Go to the center of a cemetery during a completely cloudless day. Place your left palm over your left eye, and look up at the sun until your right eye turns black. When you look away you will see the world with two eyes. The left will be the one familiar to you. The right is the world of moving shadows.
If your first instinct is to return home, to flee from this new sight to a familiar haven, ignore it. You are not yet prepared for what you will find there. Nor should you trust the spirits which, spotting a new entrant into territory they consider their own, approach and whisper of secrets they can exchange. Remember the resolve that pushed you to this place, and hold dear to it, for it is the only thing that will keep you safe. There is no option now but to search onward. Be cautious leaving the graveyard, as your eyes will not yet have adjusted to seeing two sights of this place where the dangers go further than tripping over stones.

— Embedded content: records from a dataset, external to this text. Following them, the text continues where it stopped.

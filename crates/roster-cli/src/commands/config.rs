//! Config command - manage configuration.

use std::fs;
use std::path::PathBuf;

use clap::{Args, Subcommand};
use console::style;
use serde_json::Value;

use roster_core::models::config::RosterConfig;

use super::default_config_path;

/// Arguments for the config command.
#[derive(Args)]
pub struct ConfigArgs {
    #[command(subcommand)]
    command: ConfigCommand,
}

#[derive(Subcommand)]
enum ConfigCommand {
    /// Show current configuration
    Show,

    /// Initialize a new configuration file
    Init(InitArgs),

    /// Get a specific configuration value
    Get {
        /// Configuration key (e.g., "extraction.min_confidence")
        key: String,
    },

    /// Set a configuration value
    Set {
        /// Configuration key
        key: String,
        /// New value (JSON, or a bare string)
        value: String,
    },

    /// Show configuration file path
    Path,
}

#[derive(Args)]
struct InitArgs {
    /// Output path for configuration file
    #[arg(short, long)]
    output: Option<PathBuf>,

    /// Overwrite existing file
    #[arg(long)]
    force: bool,
}

pub async fn run(args: ConfigArgs) -> anyhow::Result<()> {
    match args.command {
        ConfigCommand::Show => show_config(),
        ConfigCommand::Init(init_args) => init_config(init_args),
        ConfigCommand::Get { key } => get_config(&key),
        ConfigCommand::Set { key, value } => set_config(&key, &value),
        ConfigCommand::Path => show_path(),
    }
}

fn read_user_config() -> anyhow::Result<RosterConfig> {
    let config_path = default_config_path();
    if config_path.exists() {
        Ok(RosterConfig::from_file(&config_path)?)
    } else {
        Ok(RosterConfig::default())
    }
}

fn show_config() -> anyhow::Result<()> {
    if !default_config_path().exists() {
        eprintln!(
            "{} No config file found, showing defaults.",
            style("ℹ").blue()
        );
    }

    let config = read_user_config()?;
    println!("{}", serde_json::to_string_pretty(&config)?);

    Ok(())
}

fn init_config(args: InitArgs) -> anyhow::Result<()> {
    let output_path = args.output.unwrap_or_else(default_config_path);

    if output_path.exists() && !args.force {
        anyhow::bail!(
            "Config file already exists at {}. Use --force to overwrite.",
            output_path.display()
        );
    }

    if let Some(parent) = output_path.parent() {
        fs::create_dir_all(parent)?;
    }

    RosterConfig::default().save(&output_path)?;

    println!(
        "{} Created configuration file at {}",
        style("✓").green(),
        output_path.display()
    );

    Ok(())
}

fn get_config(key: &str) -> anyhow::Result<()> {
    let json = serde_json::to_value(read_user_config()?)?;

    let mut current = &json;
    for part in key.split('.') {
        current = current
            .get(part)
            .ok_or_else(|| anyhow::anyhow!("Configuration key not found: {}", key))?;
    }

    println!("{}", serde_json::to_string_pretty(current)?);

    Ok(())
}

fn set_config(key: &str, value: &str) -> anyhow::Result<()> {
    let config_path = default_config_path();
    let config = read_user_config()?;

    let parsed_value: Value =
        serde_json::from_str(value).unwrap_or_else(|_| Value::String(value.to_string()));

    let mut json = serde_json::to_value(&config)?;
    let parts: Vec<&str> = key.split('.').collect();
    let Some((last, parents)) = parts.split_last() else {
        anyhow::bail!("Empty configuration key");
    };

    let mut current = &mut json;
    for part in parents {
        current = current
            .get_mut(*part)
            .ok_or_else(|| anyhow::anyhow!("Configuration path not found: {}", key))?;
    }

    let Some(obj) = current.as_object_mut() else {
        anyhow::bail!("Cannot set value at non-object path: {}", key);
    };
    if !obj.contains_key(*last) {
        anyhow::bail!("Configuration key not found: {}", key);
    }
    obj.insert((*last).to_string(), parsed_value.clone());

    let updated: RosterConfig = serde_json::from_value(json)
        .map_err(|e| anyhow::anyhow!("Invalid value for {}: {}", key, e))?;
    updated.validate()?;

    if let Some(parent) = config_path.parent() {
        fs::create_dir_all(parent)?;
    }
    updated.save(&config_path)?;

    println!(
        "{} Set {} = {}",
        style("✓").green(),
        key,
        serde_json::to_string(&parsed_value)?
    );

    Ok(())
}

fn show_path() -> anyhow::Result<()> {
    let config_path = default_config_path();

    println!("Configuration file: {}", config_path.display());

    if config_path.exists() {
        println!("Status: {}", style("exists").green());
    } else {
        println!("Status: {}", style("not created").yellow());
        println!();
        println!("Run 'roster config init' to create a configuration file.");
    }

    Ok(())
}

The most dangerous thing you can do here is linger over the names of the dead. Many with stronger egos than your own have become trapped in this way, unable to distinguish these extinguished lives from their own. You will see them as you make your way back, crawling on their knees between the gravestones, bellies slick with mud, open mouths choking out sounds like infant mewling. They are convinced that their true self is carved somewhere in the rocks. Ignore the pity that comes over you, watching these limp attempts at finding themselves, by reminding yourself that were they more cunning it would not have come to this. Only weaklings and fools fall victim to cheap tricks. They should have known they didn't have the strength.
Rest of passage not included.